> [Task directions]:
Return, from the data that follows, each line that holds the word "errors".
-- -- --
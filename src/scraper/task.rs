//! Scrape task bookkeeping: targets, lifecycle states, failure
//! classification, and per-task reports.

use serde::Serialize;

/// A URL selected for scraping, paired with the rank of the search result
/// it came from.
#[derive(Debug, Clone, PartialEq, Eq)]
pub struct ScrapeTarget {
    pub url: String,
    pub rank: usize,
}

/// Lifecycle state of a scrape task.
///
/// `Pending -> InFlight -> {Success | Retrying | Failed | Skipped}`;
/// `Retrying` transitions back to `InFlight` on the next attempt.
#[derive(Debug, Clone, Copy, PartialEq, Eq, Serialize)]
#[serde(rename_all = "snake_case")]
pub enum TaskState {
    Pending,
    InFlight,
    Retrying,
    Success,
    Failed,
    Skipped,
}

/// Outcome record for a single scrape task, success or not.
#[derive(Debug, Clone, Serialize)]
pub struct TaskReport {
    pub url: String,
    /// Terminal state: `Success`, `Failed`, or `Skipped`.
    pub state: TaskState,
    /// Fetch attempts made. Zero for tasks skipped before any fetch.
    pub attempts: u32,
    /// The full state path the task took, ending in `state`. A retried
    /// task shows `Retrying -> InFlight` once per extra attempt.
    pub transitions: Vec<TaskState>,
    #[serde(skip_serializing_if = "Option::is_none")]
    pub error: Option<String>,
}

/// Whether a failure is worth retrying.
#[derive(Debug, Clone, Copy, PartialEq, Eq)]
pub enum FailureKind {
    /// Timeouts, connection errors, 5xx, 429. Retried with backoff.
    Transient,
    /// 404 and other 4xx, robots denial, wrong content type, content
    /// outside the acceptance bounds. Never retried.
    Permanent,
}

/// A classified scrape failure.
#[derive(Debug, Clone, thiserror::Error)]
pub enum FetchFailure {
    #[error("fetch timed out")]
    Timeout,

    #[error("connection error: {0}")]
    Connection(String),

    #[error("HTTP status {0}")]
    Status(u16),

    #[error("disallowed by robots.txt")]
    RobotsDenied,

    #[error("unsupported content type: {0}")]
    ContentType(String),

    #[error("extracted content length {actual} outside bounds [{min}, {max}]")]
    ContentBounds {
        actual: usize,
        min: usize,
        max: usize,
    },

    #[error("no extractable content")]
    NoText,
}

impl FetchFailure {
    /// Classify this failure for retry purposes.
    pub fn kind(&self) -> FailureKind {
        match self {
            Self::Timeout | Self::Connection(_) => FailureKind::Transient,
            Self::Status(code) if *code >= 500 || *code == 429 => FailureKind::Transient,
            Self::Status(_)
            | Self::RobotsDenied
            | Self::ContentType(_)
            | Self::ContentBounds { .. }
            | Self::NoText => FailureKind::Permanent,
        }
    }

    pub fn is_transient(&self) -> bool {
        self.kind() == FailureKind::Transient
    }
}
-- -- --
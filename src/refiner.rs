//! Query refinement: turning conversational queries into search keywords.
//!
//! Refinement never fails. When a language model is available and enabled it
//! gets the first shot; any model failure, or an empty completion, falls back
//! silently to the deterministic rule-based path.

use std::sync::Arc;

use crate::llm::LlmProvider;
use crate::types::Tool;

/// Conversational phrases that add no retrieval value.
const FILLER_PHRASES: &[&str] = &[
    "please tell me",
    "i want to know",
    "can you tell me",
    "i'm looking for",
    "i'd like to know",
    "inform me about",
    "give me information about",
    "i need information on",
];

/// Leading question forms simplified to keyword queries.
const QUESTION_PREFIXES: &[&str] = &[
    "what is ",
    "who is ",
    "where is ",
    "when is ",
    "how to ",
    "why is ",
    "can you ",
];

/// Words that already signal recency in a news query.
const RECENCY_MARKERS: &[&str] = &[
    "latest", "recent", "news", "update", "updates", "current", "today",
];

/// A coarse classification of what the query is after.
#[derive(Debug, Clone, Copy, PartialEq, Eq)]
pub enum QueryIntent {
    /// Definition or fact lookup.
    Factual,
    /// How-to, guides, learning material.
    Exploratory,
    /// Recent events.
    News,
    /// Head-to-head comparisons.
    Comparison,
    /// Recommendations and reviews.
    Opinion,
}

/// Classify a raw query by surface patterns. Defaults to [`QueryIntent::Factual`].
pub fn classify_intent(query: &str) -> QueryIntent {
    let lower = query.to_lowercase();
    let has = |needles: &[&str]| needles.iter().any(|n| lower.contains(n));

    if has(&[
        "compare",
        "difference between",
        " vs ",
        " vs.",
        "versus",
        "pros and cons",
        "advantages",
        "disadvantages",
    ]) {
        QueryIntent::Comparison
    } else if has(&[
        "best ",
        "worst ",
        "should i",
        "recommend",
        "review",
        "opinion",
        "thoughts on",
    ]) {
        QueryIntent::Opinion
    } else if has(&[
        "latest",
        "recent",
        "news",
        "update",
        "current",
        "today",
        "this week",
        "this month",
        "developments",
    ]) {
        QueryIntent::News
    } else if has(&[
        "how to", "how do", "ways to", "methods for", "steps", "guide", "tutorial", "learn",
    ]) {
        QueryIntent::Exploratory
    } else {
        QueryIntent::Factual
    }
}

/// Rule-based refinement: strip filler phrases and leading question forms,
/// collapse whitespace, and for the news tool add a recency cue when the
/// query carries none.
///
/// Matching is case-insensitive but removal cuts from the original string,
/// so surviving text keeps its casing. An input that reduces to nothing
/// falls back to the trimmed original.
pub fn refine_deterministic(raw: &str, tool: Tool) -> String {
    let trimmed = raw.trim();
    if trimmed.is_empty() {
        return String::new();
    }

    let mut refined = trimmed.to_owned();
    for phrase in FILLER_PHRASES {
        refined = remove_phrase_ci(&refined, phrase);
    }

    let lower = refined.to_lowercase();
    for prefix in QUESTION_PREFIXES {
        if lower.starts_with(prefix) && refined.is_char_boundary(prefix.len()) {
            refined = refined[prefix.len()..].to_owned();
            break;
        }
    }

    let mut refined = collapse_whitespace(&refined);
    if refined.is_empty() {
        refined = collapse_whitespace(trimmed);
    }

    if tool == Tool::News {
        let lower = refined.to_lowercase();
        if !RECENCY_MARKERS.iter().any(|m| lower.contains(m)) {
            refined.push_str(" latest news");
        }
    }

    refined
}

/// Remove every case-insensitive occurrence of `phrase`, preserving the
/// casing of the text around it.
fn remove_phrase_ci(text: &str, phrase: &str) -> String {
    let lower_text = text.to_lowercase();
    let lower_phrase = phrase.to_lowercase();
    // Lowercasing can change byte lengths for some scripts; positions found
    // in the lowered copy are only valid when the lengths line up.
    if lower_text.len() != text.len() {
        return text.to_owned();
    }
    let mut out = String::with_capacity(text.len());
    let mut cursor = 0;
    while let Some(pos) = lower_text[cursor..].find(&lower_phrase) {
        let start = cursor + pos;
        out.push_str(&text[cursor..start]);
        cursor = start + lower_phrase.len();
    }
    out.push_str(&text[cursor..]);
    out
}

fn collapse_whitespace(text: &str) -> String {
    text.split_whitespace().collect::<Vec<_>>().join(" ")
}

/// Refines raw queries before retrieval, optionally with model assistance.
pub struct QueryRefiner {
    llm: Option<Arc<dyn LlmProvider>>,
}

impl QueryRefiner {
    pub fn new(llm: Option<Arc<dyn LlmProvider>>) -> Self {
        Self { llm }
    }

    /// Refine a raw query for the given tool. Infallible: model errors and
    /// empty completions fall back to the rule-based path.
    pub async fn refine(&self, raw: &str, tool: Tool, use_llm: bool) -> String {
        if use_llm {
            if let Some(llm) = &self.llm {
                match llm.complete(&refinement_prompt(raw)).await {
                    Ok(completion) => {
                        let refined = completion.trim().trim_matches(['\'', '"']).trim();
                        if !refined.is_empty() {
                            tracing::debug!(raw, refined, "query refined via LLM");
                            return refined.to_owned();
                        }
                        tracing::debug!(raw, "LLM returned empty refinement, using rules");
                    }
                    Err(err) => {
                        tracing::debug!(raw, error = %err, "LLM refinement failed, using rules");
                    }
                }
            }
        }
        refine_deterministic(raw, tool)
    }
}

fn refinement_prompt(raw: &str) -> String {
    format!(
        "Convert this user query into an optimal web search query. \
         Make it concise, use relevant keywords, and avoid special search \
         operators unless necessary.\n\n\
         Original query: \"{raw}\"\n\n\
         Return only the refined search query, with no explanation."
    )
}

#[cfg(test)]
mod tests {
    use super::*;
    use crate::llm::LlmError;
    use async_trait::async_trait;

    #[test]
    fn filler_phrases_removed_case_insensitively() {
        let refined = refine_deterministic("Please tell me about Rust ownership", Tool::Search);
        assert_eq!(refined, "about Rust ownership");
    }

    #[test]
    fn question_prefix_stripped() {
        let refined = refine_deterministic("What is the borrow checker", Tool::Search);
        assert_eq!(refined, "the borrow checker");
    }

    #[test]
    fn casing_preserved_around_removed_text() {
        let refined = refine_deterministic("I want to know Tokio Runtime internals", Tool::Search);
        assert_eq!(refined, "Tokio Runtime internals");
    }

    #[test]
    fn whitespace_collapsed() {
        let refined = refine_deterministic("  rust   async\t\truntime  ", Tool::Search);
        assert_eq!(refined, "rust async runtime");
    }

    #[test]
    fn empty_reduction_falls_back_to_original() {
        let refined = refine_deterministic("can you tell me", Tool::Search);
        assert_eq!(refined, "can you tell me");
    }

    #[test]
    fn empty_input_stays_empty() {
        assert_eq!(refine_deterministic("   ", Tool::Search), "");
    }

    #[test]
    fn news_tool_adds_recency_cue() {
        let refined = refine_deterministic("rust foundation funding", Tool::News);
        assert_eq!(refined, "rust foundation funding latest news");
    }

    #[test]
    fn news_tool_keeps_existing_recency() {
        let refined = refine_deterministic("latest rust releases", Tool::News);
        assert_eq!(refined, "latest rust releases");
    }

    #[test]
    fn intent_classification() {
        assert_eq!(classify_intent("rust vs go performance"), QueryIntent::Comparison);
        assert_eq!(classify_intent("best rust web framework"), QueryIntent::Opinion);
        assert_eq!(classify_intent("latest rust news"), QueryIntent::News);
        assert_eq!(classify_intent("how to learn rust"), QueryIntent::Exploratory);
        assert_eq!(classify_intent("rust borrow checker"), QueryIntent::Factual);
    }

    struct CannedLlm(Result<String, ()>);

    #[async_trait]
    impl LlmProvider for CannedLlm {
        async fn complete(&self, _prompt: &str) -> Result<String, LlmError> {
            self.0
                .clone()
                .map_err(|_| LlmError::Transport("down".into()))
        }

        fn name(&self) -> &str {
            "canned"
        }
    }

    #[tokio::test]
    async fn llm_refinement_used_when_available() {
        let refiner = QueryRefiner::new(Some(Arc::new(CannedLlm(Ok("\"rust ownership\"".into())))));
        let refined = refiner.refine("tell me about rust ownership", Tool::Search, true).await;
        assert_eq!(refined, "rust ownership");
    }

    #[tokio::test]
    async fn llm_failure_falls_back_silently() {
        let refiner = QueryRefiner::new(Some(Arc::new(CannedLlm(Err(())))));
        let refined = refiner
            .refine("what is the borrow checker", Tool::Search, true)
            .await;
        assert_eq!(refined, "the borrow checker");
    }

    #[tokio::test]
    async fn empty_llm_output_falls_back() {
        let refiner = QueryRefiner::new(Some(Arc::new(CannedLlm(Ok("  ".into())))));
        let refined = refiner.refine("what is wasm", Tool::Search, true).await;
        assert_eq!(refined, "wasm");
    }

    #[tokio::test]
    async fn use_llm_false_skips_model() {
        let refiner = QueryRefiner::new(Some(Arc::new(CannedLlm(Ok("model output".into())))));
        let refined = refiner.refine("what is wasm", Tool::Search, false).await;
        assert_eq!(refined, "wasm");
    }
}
-- -- --
> [Response]:
    /// Timeouts, connection errors, 5xx, 429. Retried with backoff.
    /// Refine a raw query for the given tool. Infallible: model errors and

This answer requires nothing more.